**What you should do:** Return verbatim every line from the first line of the data below to the line that contains "of one poll cycle.", inclusive, and no further.

**Given data:**
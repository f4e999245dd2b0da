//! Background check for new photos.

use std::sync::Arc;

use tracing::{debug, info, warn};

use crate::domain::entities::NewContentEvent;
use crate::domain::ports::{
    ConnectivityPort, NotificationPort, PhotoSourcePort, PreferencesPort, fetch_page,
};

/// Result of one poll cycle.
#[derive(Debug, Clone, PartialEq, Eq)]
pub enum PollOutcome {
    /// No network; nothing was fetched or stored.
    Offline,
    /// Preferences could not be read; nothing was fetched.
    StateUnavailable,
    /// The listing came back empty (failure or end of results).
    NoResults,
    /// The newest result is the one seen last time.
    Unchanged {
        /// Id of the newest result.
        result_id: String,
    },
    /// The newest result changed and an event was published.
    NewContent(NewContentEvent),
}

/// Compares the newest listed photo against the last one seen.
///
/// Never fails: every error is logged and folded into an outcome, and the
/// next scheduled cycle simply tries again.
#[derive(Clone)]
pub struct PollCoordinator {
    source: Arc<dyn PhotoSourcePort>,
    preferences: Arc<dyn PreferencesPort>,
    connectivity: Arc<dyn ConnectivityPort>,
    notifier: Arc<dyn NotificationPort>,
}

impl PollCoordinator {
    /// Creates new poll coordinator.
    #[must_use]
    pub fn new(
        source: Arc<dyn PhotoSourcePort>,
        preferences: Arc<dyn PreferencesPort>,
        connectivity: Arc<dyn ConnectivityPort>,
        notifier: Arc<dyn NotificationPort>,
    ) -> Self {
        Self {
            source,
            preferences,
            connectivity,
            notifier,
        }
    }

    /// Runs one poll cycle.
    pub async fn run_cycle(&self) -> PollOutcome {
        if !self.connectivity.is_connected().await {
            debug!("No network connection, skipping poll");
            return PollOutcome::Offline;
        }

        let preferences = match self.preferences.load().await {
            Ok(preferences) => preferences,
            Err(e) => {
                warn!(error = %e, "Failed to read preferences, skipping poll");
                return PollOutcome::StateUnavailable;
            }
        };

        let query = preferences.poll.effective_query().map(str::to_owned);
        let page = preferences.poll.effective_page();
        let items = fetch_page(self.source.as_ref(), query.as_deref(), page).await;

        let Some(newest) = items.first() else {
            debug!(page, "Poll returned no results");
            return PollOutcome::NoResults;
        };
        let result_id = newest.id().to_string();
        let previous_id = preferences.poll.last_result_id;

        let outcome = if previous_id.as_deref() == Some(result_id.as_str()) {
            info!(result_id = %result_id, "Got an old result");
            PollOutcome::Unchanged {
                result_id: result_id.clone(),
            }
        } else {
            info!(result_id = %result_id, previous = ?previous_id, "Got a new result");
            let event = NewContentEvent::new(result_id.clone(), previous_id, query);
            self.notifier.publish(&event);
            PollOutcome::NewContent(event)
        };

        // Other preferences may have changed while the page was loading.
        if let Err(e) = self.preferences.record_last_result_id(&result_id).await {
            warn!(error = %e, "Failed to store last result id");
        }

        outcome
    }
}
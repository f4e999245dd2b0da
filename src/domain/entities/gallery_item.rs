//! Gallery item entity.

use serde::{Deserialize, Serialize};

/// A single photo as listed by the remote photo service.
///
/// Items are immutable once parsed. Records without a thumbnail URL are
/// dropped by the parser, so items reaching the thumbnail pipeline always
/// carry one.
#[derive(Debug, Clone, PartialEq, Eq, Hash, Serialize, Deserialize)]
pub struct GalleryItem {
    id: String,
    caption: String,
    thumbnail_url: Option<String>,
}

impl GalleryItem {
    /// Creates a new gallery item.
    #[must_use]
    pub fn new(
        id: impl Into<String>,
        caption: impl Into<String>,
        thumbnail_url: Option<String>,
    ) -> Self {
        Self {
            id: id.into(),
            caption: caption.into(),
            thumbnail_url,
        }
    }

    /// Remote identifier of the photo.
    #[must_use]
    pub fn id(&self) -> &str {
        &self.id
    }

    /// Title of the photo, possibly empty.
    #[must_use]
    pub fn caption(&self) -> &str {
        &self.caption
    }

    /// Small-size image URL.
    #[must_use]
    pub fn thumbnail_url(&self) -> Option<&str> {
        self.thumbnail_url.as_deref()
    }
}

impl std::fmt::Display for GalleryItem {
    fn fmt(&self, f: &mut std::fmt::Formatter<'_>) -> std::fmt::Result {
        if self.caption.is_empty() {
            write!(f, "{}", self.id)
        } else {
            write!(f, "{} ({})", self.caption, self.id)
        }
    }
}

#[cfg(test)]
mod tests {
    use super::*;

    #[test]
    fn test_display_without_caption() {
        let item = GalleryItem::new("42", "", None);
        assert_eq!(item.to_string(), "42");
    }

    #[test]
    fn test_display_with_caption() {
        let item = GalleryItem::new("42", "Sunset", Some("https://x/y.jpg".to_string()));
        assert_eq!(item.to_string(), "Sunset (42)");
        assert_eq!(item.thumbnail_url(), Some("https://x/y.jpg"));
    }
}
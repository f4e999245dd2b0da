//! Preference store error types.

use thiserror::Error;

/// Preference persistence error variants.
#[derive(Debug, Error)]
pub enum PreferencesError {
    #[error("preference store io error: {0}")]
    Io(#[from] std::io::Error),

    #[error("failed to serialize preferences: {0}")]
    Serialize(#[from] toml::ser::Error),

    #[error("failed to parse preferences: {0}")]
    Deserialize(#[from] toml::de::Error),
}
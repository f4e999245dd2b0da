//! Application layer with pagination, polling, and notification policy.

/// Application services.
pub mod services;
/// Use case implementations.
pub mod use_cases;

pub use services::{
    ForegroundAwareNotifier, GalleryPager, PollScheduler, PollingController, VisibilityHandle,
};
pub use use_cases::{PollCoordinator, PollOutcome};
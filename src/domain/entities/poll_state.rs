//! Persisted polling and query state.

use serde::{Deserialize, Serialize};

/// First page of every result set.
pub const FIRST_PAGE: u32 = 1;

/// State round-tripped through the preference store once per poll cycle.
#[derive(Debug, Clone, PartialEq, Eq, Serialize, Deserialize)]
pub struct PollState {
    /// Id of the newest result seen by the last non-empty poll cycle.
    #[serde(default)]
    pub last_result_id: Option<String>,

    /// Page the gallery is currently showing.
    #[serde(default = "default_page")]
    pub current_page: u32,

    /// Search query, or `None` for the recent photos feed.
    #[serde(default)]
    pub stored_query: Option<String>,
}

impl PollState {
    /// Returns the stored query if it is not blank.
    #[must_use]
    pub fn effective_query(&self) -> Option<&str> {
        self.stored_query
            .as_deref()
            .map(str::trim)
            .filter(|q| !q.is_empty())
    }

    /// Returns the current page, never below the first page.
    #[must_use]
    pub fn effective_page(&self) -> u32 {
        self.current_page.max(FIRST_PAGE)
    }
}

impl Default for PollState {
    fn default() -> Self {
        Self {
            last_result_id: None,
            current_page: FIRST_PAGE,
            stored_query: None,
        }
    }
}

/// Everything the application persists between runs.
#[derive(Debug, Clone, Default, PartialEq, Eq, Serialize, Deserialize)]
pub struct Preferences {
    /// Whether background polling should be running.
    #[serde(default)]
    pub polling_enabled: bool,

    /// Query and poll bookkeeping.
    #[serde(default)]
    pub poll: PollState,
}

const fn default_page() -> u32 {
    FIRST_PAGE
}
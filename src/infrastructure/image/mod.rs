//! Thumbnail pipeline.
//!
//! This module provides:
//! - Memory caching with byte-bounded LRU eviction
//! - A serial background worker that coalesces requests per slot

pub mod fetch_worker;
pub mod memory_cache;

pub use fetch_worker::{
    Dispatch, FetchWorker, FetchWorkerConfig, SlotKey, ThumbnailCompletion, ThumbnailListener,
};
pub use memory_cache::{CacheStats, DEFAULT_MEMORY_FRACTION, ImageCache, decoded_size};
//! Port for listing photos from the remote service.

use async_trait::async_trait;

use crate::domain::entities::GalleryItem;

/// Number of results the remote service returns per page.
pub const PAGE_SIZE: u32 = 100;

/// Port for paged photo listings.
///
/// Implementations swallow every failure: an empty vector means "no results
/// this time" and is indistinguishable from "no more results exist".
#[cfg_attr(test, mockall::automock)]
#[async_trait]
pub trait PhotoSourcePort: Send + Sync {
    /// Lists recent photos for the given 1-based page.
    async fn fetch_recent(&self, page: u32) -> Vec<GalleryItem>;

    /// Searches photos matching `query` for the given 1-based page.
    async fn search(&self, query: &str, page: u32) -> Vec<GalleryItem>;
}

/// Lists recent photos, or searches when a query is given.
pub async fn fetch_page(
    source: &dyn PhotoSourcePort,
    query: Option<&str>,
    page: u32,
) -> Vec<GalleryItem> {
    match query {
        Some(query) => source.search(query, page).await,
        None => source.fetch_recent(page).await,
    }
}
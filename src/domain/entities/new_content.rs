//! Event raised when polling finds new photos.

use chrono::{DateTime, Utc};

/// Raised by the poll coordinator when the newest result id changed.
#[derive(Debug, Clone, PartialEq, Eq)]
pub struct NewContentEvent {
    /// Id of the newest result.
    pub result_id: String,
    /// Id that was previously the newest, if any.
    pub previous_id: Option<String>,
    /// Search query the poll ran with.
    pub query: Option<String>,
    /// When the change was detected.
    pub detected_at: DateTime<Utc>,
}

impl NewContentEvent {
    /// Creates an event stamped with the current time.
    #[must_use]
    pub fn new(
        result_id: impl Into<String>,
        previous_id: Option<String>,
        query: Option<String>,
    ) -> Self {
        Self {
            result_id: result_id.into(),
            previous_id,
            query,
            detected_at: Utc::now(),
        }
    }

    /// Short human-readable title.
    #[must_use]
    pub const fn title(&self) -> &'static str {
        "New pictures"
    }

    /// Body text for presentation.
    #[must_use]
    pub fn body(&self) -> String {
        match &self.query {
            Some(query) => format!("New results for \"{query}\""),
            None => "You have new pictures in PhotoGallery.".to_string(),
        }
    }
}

**Written solution:**
repository f4e999245dd2b0da
//! Background check for new photos.

use std::sync::Arc;

use tracing::{debug, info, warn};

use crate::domain::entities::NewContentEvent;
use crate::domain::ports::{
    ConnectivityPort, NotificationPort, PhotoSourcePort, PreferencesPort, fetch_page,
};

/// Result of one poll cycle.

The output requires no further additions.